Squaring up to cash registers A payments firm is looking to put the cash register out of business with its latest innovation.

American company Square unveiled the Square Stand in May. This accessory can hold a tablet device but also has an in-built card reader, meaning it can serve as a digital point-of-sale system. It can serve this function with the help of the company’s mobile app, Square Register, which can give an Apple or Android device payment system functionality. For the time being it is only compatible with second and third-generation iPads. The cost for the stand may put off these not committed to making a serious investment and making some money using the gadget. At the moment it sells for $299.

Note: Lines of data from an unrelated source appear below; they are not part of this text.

//! Carbon Equilibrium - Monte Carlo carbon credit pricing for forest conservation
//!
//! This library provides:
//! - Normal revenue scenarios for timber, cattle and soybean land use
//! - NPV discounting and level-annuity conversions
//! - Conventional-use NPV distributions over many trials
//! - Equilibrium search for stock/flow carbon credit prices
//! - CSV/JSON export with display-only currency conversion

pub mod error;
pub mod config;
pub mod assumptions;
pub mod projection;
pub mod simulation;
pub mod equilibrium;
pub mod scenario;
pub mod export;

// Re-export commonly used types
pub use error::{FieldIssue, Result, SimulationError};
pub use config::{CarbonConstants, Currency, CurrencyDisplay, SimulationConfig};
pub use assumptions::{Activity, RevenueAssumptions, RevenueDistribution};
pub use projection::{CashFlowSeries, npv, annual_equivalent};
pub use simulation::{ConventionalDistribution, ConventionalSimulator, DistributionStats};
pub use equilibrium::{CarbonPriceRecommendation, EquilibriumSolution, EquilibriumSolver, PriceGrid, RecommendationRule};
pub use scenario::{EquilibriumOutcome, FinancialSummary, RunReport, SimulationRunner};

Do you have access to an emerging payments platform? Since 1995 The Hub Company has owned and managed a multi-channel ecommerce platform. A software platform that sells products and services, provides location based promotions and also processes established and emerging payments. There may be no universal definition for emerging payments, but most agree it relates to payments that leverage new technologies, new approaches or simply new business models. Increasingly, it appears to be in relation to every day purchases, of which the key drivers are seen to be mobile, online and contactless ‘smart’ devices. The Hub Company recently launched their latest EMV and PCI DSS compliant ‘over the air’ emerging payments platform. It not only accepts unattended payments but was also chosen by MasterCard to instantly issue emerging payment devices in any form, anywhere. That means any issuer or any payment processor can access this open platform for any potential customer. If your business does not have access to an emerging payments platform and is looking to future proof what you do have, we are in a position to help.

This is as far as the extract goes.